### What you are asked to do
Which lines have the string "AppState"? Copy all of them from the entries below.

========================================================================

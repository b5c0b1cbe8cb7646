use actix_web::{http::header::LOCATION, web, HttpResponse};
use log::{debug, info};
use serde_json::json;
use validator::Validate;

use super::{not_found, page, redirect};
use crate::{
    errors::AppError,
    middleware::Session,
    models::{CreateShortUrlForm, UpdateShortUrlForm},
    services::{ShortUrlServiceTrait, ShortUrlServiceType},
    types::Result,
    validations::validate_short_code,
};

/// List all URLs
pub async fn index_handler(
    session: Session,
    service: web::Data<ShortUrlServiceType>,
) -> Result<HttpResponse> {
    let urls = service.list().await?;
    Ok(page(&session, json!({ "urls": urls })))
}

/// Context for the "new URL" form
pub async fn new_handler(session: Session) -> HttpResponse {
    page(&session, json!(null))
}

/// Create short URL route handler
pub async fn create_handler(
    form: web::Form<CreateShortUrlForm>,
    session: Session,
    service: web::Data<ShortUrlServiceType>,
) -> Result<HttpResponse> {
    let form = form.into_inner();
    if form.validate().is_err() {
        session.error("Incorrect or empty URL, nothing created!");
        return Ok(redirect("/urls/new"));
    }

    match service.create(&form.long_url).await {
        Ok(url) => {
            session.success("Successfully Inserted a new URL!");
            Ok(redirect(&format!("/urls/{}", url.short_code)))
        }
        Err(AppError::Validation(_)) => {
            session.error("Incorrect or empty URL, nothing created!");
            Ok(redirect("/urls/new"))
        }
        Err(e) => Err(e),
    }
}

/// Show a single short URL
pub async fn show_handler(
    path: web::Path<String>,
    session: Session,
    service: web::Data<ShortUrlServiceType>,
) -> Result<HttpResponse> {
    let code = path.into_inner();
    if validate_short_code(&code).is_err() {
        return Ok(not_found(&session));
    }

    match service.lookup(&code).await {
        Ok(url) => Ok(page(&session, json!(url))),
        Err(AppError::NotFound(_)) => Ok(not_found(&session)),
        Err(e) => Err(e),
    }
}

/// Redirect route handler
pub async fn redirect_handler(
    path: web::Path<String>,
    session: Session,
    service: web::Data<ShortUrlServiceType>,
) -> Result<HttpResponse> {
    let code = path.into_inner();
    debug!("Redirect requested for code: {}", code);

    if validate_short_code(&code).is_err() {
        return Ok(not_found(&session));
    }

    match service.lookup(&code).await {
        Ok(url) => {
            info!("Redirecting '{}' to '{}'", code, url.long_url);
            Ok(HttpResponse::MovedPermanently()
                .insert_header((LOCATION, url.long_url))
                .finish())
        }
        Err(AppError::NotFound(_)) => Ok(not_found(&session)),
        Err(e) => Err(e),
    }
}

/// Delete URL route handler
pub async fn delete_handler(
    path: web::Path<String>,
    session: Session,
    service: web::Data<ShortUrlServiceType>,
) -> Result<HttpResponse> {
    match service.delete(&path.into_inner()).await {
        Ok(()) => session.success("You have successfully deleted the URL"),
        Err(AppError::NotFound(_)) => {
            session.error("Sorry there is no item with that url to delete!")
        }
        Err(e) => return Err(e),
    }
    Ok(redirect("/"))
}

/// Edit page: only reachable for existing codes
pub async fn edit_handler(
    path: web::Path<String>,
    session: Session,
    service: web::Data<ShortUrlServiceType>,
) -> Result<HttpResponse> {
    let code = path.into_inner();
    match service.lookup(&code).await {
        Ok(url) => Ok(redirect(&format!("/urls/{}", url.short_code))),
        Err(AppError::NotFound(_)) => {
            session.error("Sorry that URL doesn't exist!");
            Ok(redirect("/"))
        }
        Err(e) => Err(e),
    }
}

/// Update URL route handler
pub async fn update_handler(
    path: web::Path<String>,
    form: web::Form<UpdateShortUrlForm>,
    session: Session,
    service: web::Data<ShortUrlServiceType>,
) -> Result<HttpResponse> {
    let code = path.into_inner();
    let form = form.into_inner();

    if validate_short_code(&code).is_err() {
        session.error("Sorry there is no item with that url to update!");
        return Ok(redirect("/"));
    }

    match service.update(&code, &form.updated_url).await {
        Ok(_) => {
            session.success("Updated url successfully!");
            Ok(redirect(&format!("/urls/{}", code)))
        }
        Err(AppError::NotFound(_)) => {
            session.error("Sorry there is no item with that url to update!");
            Ok(redirect("/"))
        }
        Err(AppError::Validation(msg)) => {
            session.error(format!("Could not update URL: {}", msg));
            Ok(redirect(&format!("/urls/{}", code)))
        }
        Err(e) => Err(e),
    }
}
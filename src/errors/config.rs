use std::env::VarError;

use thiserror::Error;

#[derive(Debug, Error)]
pub enum ConfigError {
    /// Represents an error related to environment variables.
    #[error("Environment variable error: {0}")]
    EnvVarError(#[from] VarError),

    /// A variable was present (or defaulted) but could not be parsed into its target type.
    #[error("Parse error: {0}")]
    ParseError(String),

    /// A parsed value is outside the range the service can work with.
    #[error("Invalid value: {0}")]
    InvalidValue(String),
}
use serde::{Deserialize, Serialize};
use std::time::Instant;

use crate::errors::AppError;

pub type Result<T> = std::result::Result<T, AppError>;

#[derive(Serialize, Deserialize)]
pub struct HealthStatus {
    pub status: String,
    pub version: String,
    pub uptime_seconds: u64,
    pub short_urls: usize,
    pub users: usize,
    pub sessions: usize,
}

// Define an AppState struct to hold shared application state
pub struct AppState {
    pub start_time: Instant,
    pub version: String,
}
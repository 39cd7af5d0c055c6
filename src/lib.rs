// SPDX-FileCopyrightText: 2025 Hyperpolymath
// SPDX-License-Identifier: PMPL-1.0-or-later

//! Comment service admission gate
//!
//! Ingress-level request admission and authentication for the public
//! comment service:
//!
//! - Per-IP token bucket rate limiting (burst of 3, 1 token/second default)
//!   with background idle eviction
//! - Origin allow-list with exact and `*.wildcard` matching
//! - Stateless HS256 bearer token verification with distinct failure
//!   reasons and an explicit accepted-algorithm check
//!
//! Comment persistence and user storage stay behind the
//! [`directory::UserDirectory`] seam.

pub mod auth;
pub mod config;
pub mod directory;
pub mod handlers;
pub mod limiter;
pub mod origin;

pub use auth::{AuthError, Claims, TokenAuthenticator};
pub use config::Config;
pub use directory::{MemoryDirectory, User, UserDirectory};
pub use handlers::{router, AppState, CurrentUser};
pub use limiter::{ClientRegistry, RateLimitResult};
pub use origin::{OriginError, OriginPolicy};
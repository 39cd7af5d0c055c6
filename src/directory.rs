// SPDX-FileCopyrightText: 2025 Hyperpolymath
// SPDX-License-Identifier: PMPL-1.0-or-later

//! Seam to the user store.
//!
//! The admission layer never touches comment or user persistence directly;
//! it only needs to resolve a token subject, verify login credentials and
//! record a successful authentication. Deployments plug a database-backed
//! implementation in here; `MemoryDirectory` serves tests and local runs.

use async_trait::async_trait;
use chrono::{DateTime, Utc};
use dashmap::DashMap;
use serde::Serialize;
use std::sync::atomic::{AtomicBool, Ordering};
use thiserror::Error;

/// Failures reported by the backing user store.
#[derive(Debug, Error)]
pub enum DirectoryError {
    #[error("user store unavailable: {0}")]
    Unavailable(String),
}

/// An authenticated principal.
#[derive(Debug, Clone, Serialize)]
pub struct User {
    pub id: u64,
    pub username: String,
    pub email: String,
    #[serde(skip_serializing_if = "Option::is_none")]
    pub last_login: Option<DateTime<Utc>>,
}

/// External collaborator resolving and updating principals.
#[async_trait]
pub trait UserDirectory: Send + Sync {
    /// Resolve a token subject. `None` means the subject does not exist.
    async fn lookup_user_by_id(&self, id: u64) -> Option<User>;

    /// Verify login credentials, returning the matching user.
    async fn verify_password(&self, email: &str, password: &str) -> Option<User>;

    /// Record that the user just authenticated. A failure here fails the
    /// whole authentication attempt.
    async fn update_last_authenticated(&self, user: &User) -> Result<(), DirectoryError>;
}

struct StoredUser {
    user: User,
    password: String,
}

/// In-memory directory for tests and local runs.
///
/// Stores passwords in the clear; a production directory verifies against
/// a salted hash instead.
#[derive(Default)]
pub struct MemoryDirectory {
    users: DashMap<u64, StoredUser>,
    fail_last_login: AtomicBool,
}

impl MemoryDirectory {
    pub fn new() -> Self {
        Self::default()
    }

    /// Add a user with the given credentials.
    pub fn insert(&self, id: u64, username: &str, email: &str, password: &str) {
        self.users.insert(
            id,
            StoredUser {
                user: User {
                    id,
                    username: username.to_string(),
                    email: email.to_string(),
                    last_login: None,
                },
                password: password.to_string(),
            },
        );
    }

    /// Make every subsequent last-authenticated write fail, simulating a
    /// store outage.
    pub fn fail_last_login_writes(&self, fail: bool) {
        self.fail_last_login.store(fail, Ordering::SeqCst);
    }
}

#[async_trait]
impl UserDirectory for MemoryDirectory {
    async fn lookup_user_by_id(&self, id: u64) -> Option<User> {
        self.users.get(&id).map(|stored| stored.user.clone())
    }

    async fn verify_password(&self, email: &str, password: &str) -> Option<User> {
        self.users
            .iter()
            .find(|stored| stored.user.email == email && stored.password == password)
            .map(|stored| stored.user.clone())
    }

    async fn update_last_authenticated(&self, user: &User) -> Result<(), DirectoryError> {
        if self.fail_last_login.load(Ordering::SeqCst) {
            return Err(DirectoryError::Unavailable(
                "simulated write failure".to_string(),
            ));
        }
        let mut stored = self
            .users
            .get_mut(&user.id)
            .ok_or_else(|| DirectoryError::Unavailable("user vanished".to_string()))?;
        stored.user.last_login = Some(Utc::now());
        Ok(())
    }
}

#[cfg(test)]
mod tests {
    use super::*;

    #[tokio::test]
    async fn lookup_and_password_verification() {
        let directory = MemoryDirectory::new();
        directory.insert(1, "alice", "alice@example.com", "hunter2");

        assert!(directory.lookup_user_by_id(1).await.is_some());
        assert!(directory.lookup_user_by_id(2).await.is_none());

        assert!(directory
            .verify_password("alice@example.com", "hunter2")
            .await
            .is_some());
        assert!(directory
            .verify_password("alice@example.com", "wrong")
            .await
            .is_none());
        assert!(directory
            .verify_password("bob@example.com", "hunter2")
            .await
            .is_none());
    }

    #[tokio::test]
    async fn last_authenticated_is_recorded() {
        let directory = MemoryDirectory::new();
        directory.insert(1, "alice", "alice@example.com", "hunter2");

        let user = directory.lookup_user_by_id(1).await.unwrap();
        assert!(user.last_login.is_none());

        directory.update_last_authenticated(&user).await.unwrap();
        let user = directory.lookup_user_by_id(1).await.unwrap();
        assert!(user.last_login.is_some());
    }

    #[tokio::test]
    async fn simulated_outage_fails_writes() {
        let directory = MemoryDirectory::new();
        directory.insert(1, "alice", "alice@example.com", "hunter2");
        directory.fail_last_login_writes(true);

        let user = directory.lookup_user_by_id(1).await.unwrap();
        assert!(directory.update_last_authenticated(&user).await.is_err());
    }
}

========================================================================

### Task result
// Define an AppState struct to hold shared application state
pub struct AppState {
pub use handlers::{router, AppState, CurrentUser};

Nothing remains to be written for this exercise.